* _What this task involves_
The lines wanted run from the first one below through the one with "pub use transform::EulerRotation;". Return them exactly.

Stored items
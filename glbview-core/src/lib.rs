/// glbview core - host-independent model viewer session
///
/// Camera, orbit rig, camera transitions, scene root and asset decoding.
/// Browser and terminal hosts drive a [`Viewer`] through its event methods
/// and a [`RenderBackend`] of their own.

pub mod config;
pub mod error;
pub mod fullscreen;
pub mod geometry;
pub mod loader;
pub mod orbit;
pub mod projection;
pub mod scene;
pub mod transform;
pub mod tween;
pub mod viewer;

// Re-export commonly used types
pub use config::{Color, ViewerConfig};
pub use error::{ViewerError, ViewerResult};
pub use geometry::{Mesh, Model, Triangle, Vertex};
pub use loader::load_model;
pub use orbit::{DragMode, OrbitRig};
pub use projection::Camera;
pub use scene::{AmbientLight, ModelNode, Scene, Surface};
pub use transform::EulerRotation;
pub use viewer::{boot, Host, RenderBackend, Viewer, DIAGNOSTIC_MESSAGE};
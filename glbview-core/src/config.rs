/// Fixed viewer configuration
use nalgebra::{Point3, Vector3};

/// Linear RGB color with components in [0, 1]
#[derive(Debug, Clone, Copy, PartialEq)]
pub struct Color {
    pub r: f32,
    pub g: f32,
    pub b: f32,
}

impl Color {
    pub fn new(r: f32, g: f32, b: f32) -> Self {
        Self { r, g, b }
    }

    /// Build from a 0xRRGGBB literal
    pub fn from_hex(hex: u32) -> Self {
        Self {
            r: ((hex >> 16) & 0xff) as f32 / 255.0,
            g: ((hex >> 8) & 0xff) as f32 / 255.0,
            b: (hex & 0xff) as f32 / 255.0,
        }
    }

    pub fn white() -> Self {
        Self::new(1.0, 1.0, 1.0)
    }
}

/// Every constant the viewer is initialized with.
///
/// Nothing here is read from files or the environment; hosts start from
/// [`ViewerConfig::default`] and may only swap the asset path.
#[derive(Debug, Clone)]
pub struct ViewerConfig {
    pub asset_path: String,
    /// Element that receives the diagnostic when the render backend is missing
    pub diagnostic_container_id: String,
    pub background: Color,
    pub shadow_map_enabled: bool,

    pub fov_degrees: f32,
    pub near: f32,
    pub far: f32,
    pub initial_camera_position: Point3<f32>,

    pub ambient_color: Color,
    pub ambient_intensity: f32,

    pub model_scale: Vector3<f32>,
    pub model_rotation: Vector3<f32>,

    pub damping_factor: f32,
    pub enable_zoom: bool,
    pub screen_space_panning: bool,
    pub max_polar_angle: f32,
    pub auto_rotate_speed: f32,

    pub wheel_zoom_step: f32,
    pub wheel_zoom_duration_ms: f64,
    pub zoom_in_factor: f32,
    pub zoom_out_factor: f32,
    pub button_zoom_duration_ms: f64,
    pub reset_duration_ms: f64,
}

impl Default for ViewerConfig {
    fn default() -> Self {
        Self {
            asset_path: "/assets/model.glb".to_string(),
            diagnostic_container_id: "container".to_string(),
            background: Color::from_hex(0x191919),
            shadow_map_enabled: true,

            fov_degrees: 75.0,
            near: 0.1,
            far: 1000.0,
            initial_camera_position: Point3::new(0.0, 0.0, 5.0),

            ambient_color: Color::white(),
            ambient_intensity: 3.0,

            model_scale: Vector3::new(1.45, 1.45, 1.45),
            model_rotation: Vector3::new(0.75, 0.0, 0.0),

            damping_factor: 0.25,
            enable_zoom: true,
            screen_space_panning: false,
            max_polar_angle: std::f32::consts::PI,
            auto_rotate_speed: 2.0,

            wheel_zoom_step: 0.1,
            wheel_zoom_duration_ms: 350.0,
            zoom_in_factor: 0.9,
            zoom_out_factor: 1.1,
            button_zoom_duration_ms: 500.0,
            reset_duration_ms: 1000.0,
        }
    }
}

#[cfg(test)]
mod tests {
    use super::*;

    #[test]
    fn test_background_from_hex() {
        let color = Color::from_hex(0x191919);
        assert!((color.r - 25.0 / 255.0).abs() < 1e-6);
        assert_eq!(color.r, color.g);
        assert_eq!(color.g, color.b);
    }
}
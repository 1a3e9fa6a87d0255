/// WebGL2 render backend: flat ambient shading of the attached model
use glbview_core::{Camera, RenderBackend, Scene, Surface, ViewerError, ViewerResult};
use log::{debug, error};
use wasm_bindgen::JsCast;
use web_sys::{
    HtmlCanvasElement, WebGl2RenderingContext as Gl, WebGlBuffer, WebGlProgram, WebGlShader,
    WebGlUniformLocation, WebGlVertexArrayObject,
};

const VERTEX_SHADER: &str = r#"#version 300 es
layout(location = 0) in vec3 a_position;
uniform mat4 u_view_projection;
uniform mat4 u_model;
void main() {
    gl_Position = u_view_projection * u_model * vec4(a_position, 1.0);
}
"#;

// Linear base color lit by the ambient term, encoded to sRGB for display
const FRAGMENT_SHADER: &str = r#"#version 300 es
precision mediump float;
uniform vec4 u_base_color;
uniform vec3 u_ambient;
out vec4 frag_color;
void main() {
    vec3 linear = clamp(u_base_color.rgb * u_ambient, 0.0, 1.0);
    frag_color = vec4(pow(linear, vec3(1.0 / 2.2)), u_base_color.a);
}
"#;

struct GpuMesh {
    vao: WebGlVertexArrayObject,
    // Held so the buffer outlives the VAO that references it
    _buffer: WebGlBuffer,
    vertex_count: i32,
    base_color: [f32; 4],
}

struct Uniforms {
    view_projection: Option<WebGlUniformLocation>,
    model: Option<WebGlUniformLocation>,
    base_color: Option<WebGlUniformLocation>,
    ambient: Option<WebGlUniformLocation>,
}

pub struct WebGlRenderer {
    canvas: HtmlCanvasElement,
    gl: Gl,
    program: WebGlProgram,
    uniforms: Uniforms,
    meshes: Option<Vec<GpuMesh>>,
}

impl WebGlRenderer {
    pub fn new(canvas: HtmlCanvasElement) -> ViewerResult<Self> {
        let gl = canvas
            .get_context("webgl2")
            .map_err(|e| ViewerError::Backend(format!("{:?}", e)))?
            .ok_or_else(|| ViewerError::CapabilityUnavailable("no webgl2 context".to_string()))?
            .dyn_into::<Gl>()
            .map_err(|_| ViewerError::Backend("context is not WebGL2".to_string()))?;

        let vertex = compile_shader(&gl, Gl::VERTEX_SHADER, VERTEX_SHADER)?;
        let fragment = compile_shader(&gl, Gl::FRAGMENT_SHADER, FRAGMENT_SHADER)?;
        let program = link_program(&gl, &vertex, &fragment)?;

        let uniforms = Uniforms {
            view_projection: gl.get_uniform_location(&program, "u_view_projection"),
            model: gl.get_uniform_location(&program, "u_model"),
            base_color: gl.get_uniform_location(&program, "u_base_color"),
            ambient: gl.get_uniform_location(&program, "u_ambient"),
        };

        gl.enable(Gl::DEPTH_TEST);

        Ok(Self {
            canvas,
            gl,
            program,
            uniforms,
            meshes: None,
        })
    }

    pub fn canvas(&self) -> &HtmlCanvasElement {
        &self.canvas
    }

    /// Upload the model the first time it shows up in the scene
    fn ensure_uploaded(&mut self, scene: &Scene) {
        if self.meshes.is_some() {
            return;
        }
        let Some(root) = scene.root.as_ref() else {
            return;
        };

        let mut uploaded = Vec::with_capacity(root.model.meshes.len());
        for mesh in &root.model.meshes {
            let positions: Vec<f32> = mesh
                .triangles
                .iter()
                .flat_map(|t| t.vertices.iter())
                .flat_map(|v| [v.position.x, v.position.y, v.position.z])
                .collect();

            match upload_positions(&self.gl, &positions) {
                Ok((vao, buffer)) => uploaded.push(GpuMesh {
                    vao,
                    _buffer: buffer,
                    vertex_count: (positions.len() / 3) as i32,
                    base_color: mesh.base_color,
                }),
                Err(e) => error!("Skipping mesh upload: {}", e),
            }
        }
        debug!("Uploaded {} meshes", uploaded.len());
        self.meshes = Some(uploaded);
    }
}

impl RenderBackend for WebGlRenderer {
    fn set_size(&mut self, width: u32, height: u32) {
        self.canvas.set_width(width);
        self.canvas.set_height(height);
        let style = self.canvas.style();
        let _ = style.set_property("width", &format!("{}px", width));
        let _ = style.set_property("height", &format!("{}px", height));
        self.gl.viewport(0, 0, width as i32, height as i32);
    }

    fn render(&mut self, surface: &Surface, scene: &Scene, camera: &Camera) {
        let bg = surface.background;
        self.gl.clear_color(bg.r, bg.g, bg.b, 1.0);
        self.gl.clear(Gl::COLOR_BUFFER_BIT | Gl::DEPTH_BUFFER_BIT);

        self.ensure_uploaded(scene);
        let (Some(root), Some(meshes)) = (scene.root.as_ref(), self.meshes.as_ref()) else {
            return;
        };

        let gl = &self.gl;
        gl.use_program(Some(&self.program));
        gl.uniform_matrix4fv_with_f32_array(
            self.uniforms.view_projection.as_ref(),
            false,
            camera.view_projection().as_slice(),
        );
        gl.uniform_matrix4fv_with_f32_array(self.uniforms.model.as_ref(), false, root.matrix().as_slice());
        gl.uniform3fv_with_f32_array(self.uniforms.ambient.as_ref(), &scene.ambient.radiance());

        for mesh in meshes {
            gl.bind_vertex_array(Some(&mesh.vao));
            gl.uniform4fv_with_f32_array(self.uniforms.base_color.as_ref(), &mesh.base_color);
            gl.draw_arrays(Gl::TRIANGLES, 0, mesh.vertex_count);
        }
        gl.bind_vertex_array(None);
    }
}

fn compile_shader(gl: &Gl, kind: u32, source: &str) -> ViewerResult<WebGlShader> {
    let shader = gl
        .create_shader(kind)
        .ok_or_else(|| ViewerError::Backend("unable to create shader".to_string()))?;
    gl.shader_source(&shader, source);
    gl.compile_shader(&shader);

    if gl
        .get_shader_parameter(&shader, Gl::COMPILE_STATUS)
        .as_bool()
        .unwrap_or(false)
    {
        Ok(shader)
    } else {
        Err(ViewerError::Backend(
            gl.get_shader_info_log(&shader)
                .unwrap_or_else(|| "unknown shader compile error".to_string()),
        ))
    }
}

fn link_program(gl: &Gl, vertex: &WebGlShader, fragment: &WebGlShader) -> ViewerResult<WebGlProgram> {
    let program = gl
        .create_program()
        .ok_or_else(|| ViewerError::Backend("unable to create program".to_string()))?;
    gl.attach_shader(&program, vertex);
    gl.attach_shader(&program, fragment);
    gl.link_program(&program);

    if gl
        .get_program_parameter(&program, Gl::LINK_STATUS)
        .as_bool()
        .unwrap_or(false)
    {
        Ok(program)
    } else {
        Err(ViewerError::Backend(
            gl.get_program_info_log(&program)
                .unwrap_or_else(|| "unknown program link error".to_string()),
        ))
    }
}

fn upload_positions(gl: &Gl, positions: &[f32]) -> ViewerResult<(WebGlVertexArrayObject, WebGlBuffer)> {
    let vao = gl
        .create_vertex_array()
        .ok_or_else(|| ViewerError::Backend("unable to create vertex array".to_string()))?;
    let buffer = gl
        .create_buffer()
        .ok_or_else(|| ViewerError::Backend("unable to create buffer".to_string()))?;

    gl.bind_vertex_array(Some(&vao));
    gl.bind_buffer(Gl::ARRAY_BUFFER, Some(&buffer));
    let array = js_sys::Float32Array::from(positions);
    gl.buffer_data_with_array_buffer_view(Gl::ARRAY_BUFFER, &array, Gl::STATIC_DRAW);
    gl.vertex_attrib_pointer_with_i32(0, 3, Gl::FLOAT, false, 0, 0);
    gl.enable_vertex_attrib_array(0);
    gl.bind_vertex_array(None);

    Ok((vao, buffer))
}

* _Written answer_
filename glbview-core/src/lib.rs
/// glbview core - host-independent model viewer session
///
/// Camera, orbit rig, camera transitions, scene root and asset decoding.
/// Browser and terminal hosts drive a [`Viewer`] through its event methods
/// and a [`RenderBackend`] of their own.

pub mod config;
pub mod error;
pub mod fullscreen;
pub mod geometry;
pub mod loader;
pub mod orbit;
pub mod projection;
pub mod scene;
pub mod transform;
pub mod tween;
pub mod viewer;

// Re-export commonly used types
pub use config::{Color, ViewerConfig};
pub use error::{ViewerError, ViewerResult};
pub use geometry::{Mesh, Model, Triangle, Vertex};
pub use loader::load_model;
pub use orbit::{DragMode, OrbitRig};
pub use projection::Camera;
pub use scene::{AmbientLight, ModelNode, Scene, Surface};
pub use transform::EulerRotation;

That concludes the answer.